For trivial changes, you can also put inline patches onto trac the owner
of the ticket / branch can easily apply, and for more complex changes,
you can always create a new branch on trac *without* changing the
ticket's branch to that.  Then the owner of the original branch can
cherry-pick from your branch, if it's based on something else.

(With different Sage installations, you could do similar locally of
course, i.e., "backport" the changes you made on top of your develop to
master+fetched original branch, say, and push the resulting branch.  I
personally often first make changes in some random Sage installation,
then moving them around, later pushing to trac from a "suited" one.)
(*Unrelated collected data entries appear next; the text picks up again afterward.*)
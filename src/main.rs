use axum::{
    Json, Router,
    http::{HeaderName, Request, Response, StatusCode, Uri},
    routing::get,
};
use std::sync::Arc;
use tower::limit::ConcurrencyLimitLayer;
use tower_http::limit::RequestBodyLimitLayer;
use tower_http::request_id::{MakeRequestUuid, PropagateRequestIdLayer, SetRequestIdLayer};
use tower_http::trace::TraceLayer;
use tracing_subscriber::{layer::SubscriberExt, util::SubscriberInitExt};

use std::{net::SocketAddr, time::Duration};

use axum_food_delivery_api::{
    config::AppConfig,
    db::{create_orm_conn, create_pool},
    notify::LogNotifier,
    response::{ApiResponse, Meta},
    routes::{create_api_router, doc::scalar_docs, health},
    state::AppState,
};

#[tokio::main]
async fn main() -> anyhow::Result<()> {
    dotenvy::dotenv().ok();
    tracing_subscriber::registry()
        .with(
            tracing_subscriber::EnvFilter::try_from_default_env()
                .unwrap_or_else(|_| "info,axum_food_delivery_api=debug".into()),
        )
        .with(tracing_subscriber::fmt::layer())
        .init();

    let config = AppConfig::from_env()?;
    let pool = create_pool(&config.database_url).await?;
    let orm = create_orm_conn(&config.database_url).await?;

    sqlx::migrate!("./migrations").run(&pool).await?;

    let state = AppState {
        pool,
        orm,
        config: config.clone(),
        notifier: Arc::new(LogNotifier),
    };

    let api_router = create_api_router();
    let concurrency_limit_layer = ConcurrencyLimitLayer::new(100);

    let request_id_header = HeaderName::from_static("x-request-id");
    let trace_layer = TraceLayer::new_for_http()
        .make_span_with(|request: &Request<_>| {
            let request_id = request
                .headers()
                .get("x-request-id")
                .and_then(|value| value.to_str().ok())
                .unwrap_or("-");
            tracing::info_span!(
                "http_request",
                method = %request.method(),
                uri = %request.uri(),
                request_id = %request_id
            )
        })
        .on_request(|request: &Request<_>, _span: &tracing::Span| {
            let request_id = request
                .headers()
                .get("x-request-id")
                .and_then(|value| value.to_str().ok())
                .unwrap_or("-");
            tracing::info!(
                request_id = %request_id,
                method = %request.method(),
                uri = %request.uri(),
                "request started"
            );
        })
        .on_response(|response: &Response<_>, latency: Duration, _span: &tracing::Span| {
            tracing::info!(
                status = %response.status(),
                ms = %latency.as_millis(),
                "request finished"
            );
        });

    let app = Router::new()
        .route("/health", get(health::health_check))
        .nest("/api", api_router)
        .merge(scalar_docs())
        .fallback(not_found)
        .layer(trace_layer)
        .layer(PropagateRequestIdLayer::new(request_id_header.clone()))
        .layer(SetRequestIdLayer::new(request_id_header, MakeRequestUuid))
        .layer(RequestBodyLimitLayer::new(1024 * 1024))
        .layer(concurrency_limit_layer)
        .with_state(state);

    let addr = SocketAddr::from((config.host.parse::<std::net::IpAddr>()?, config.port));
    tracing::info!("listening on {}", addr);

    axum::serve(tokio::net::TcpListener::bind(addr).await?, app).await?;

    Ok(())
}

async fn not_found(uri: Uri) -> (StatusCode, Json<ApiResponse<serde_json::Value>>) {
    let body = ApiResponse::success(
        "Not Found",
        serde_json::json!({ "path": uri.path() }),
        Some(Meta::empty()),
    );
    (StatusCode::NOT_FOUND, Json(body))
}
>> For new branches, I think it's best to base them on the last *stable*
>> release (i.e., check out master before creating the new branch), unless
>> you really need fixes from later betas, or it's clear (or likely) that
>> you'd get merge conflicts with later betas if you base your branch on
>> master.  (But you'd notice that sooner or later when looking at the
>> colour of the branch on the trac ticket -- unfortunately nobody ever
>> gets notified when the colour changes after trac's develop has been
>> updated to the next beta, something either trac or a patchbot could
>> implement.)
>>
>> If you always base your branches on the latest *beta*, others will just
>> get forced to pull and build the latter (with typically loads of
>> completely unrelated changes), no matter whether they fetch or pull your
>> branch.  So in other words, you're (at least potentially) moving rebuild
>> load to others.
> 
> I don't see why all developers shouldn't always be on the latest beta.

Time?  Resources?

Note that many, I guess, have Sage installations here and there, and
most likely don't or cannot keep each of them always what you'd call
"up-to-date", but rather at one of the previous "stable" releases, or
something inbetween.


> It's also the only version that would make sense to base *all* future
> tickets on, though - as you say - many tickets might not care about the
> diff between master and develop. So in the interest of minimising
> compilation time for developers overall, I think we should base all
> tickets on the latest beta. Otherwise, when you jump between
> small-ticket-A and small-ticket-B, you might suddenly trigger a huge
> recompile since B happened to need one of the 100 tickets between master
> and develop, while A didn't.

[Random insertion:  Wasn't it you who [had to] upgrade[d] to Ubuntu
16.04 just to get the next version of Emacs? ;-) ]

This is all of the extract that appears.